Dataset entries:
'''

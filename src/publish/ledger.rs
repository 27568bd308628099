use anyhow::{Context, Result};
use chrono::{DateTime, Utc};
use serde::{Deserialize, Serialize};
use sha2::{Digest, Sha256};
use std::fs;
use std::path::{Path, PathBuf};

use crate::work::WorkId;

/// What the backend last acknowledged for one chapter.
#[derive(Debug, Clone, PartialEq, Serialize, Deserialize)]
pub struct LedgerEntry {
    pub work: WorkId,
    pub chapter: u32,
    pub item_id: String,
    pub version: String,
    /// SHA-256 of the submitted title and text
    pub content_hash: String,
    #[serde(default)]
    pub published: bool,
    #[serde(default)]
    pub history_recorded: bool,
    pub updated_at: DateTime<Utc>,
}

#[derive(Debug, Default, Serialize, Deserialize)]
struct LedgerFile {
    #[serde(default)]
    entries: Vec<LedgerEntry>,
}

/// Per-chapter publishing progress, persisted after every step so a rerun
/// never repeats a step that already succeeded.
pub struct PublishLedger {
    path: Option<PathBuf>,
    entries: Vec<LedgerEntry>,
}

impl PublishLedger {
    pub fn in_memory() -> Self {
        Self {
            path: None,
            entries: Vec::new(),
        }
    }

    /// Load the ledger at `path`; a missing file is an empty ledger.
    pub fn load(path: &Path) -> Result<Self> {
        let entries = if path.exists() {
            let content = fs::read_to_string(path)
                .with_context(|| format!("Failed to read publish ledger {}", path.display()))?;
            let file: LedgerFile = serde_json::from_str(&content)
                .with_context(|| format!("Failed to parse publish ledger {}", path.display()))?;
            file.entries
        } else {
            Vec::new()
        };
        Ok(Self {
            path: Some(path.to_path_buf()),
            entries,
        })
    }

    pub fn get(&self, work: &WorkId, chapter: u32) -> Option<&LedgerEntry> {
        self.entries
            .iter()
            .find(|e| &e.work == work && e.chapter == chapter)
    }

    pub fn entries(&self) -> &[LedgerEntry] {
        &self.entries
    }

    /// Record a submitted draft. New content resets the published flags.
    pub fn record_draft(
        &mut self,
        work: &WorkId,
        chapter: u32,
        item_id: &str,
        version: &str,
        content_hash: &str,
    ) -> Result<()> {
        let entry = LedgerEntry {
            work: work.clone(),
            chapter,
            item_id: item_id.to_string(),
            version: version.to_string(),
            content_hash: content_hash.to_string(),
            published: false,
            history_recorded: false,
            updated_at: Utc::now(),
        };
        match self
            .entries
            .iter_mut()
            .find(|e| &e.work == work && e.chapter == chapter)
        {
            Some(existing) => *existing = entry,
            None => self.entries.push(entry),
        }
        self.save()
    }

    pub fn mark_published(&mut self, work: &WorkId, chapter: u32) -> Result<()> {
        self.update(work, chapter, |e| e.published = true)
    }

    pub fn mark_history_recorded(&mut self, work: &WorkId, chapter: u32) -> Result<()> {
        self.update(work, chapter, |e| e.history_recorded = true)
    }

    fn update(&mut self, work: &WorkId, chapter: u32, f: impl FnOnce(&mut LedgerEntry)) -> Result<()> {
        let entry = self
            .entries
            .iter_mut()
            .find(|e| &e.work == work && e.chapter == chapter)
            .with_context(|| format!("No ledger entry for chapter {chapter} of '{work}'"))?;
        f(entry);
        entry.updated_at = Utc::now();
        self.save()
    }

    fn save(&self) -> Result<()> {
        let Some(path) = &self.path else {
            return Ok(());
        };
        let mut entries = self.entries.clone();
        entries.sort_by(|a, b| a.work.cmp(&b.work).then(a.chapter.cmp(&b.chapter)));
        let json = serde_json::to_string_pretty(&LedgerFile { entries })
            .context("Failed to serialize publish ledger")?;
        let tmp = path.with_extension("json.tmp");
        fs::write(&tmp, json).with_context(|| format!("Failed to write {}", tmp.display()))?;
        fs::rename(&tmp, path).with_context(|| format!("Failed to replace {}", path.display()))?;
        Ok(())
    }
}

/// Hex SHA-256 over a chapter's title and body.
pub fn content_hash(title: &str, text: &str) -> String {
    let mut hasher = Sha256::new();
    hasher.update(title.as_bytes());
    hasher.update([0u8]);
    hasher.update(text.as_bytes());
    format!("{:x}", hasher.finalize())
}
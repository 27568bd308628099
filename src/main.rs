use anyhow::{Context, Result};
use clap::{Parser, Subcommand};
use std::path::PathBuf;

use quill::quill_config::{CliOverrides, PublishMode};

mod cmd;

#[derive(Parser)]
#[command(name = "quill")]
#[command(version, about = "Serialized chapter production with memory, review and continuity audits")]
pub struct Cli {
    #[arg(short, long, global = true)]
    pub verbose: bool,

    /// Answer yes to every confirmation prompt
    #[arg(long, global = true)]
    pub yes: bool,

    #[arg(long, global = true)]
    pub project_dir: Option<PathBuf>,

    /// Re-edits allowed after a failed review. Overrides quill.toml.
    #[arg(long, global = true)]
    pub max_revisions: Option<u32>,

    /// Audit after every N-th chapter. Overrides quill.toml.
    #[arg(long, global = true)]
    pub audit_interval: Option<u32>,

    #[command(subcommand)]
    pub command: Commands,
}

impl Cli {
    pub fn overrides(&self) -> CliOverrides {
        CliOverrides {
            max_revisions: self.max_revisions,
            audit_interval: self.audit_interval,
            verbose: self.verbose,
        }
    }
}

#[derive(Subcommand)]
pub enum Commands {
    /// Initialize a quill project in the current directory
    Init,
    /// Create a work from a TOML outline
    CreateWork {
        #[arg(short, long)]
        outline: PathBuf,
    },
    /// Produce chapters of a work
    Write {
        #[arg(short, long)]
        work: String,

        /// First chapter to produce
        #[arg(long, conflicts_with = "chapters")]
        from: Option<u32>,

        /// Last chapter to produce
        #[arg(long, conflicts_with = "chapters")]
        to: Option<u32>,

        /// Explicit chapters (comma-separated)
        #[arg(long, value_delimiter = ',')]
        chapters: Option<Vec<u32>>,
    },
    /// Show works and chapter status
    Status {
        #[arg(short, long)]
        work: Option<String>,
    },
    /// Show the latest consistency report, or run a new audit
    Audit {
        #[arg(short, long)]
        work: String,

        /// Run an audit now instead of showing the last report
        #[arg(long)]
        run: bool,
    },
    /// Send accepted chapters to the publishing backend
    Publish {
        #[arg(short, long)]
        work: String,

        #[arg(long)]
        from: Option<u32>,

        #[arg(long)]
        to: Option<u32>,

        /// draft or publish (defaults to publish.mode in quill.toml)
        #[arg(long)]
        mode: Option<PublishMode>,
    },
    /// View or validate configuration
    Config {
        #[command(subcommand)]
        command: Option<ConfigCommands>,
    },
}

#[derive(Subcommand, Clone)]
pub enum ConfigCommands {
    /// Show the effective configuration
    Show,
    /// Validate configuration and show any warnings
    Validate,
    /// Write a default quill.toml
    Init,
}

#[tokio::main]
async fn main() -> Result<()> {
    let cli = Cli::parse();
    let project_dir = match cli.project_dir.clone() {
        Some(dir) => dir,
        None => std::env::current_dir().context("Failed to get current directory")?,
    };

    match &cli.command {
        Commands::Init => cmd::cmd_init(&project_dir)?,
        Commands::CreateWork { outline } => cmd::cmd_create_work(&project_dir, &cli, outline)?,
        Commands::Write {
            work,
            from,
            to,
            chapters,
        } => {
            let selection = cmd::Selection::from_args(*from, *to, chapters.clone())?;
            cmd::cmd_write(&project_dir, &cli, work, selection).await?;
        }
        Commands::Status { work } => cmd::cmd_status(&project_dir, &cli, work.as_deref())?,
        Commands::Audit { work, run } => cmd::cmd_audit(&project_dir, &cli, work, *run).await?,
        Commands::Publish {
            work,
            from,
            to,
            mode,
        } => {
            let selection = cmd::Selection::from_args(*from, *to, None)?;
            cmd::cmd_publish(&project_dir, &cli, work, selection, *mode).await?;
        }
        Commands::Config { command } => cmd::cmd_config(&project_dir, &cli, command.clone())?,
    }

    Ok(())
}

'''

Find the number of lines in the records that include the word "Result". Write only that number.

Exercise output
9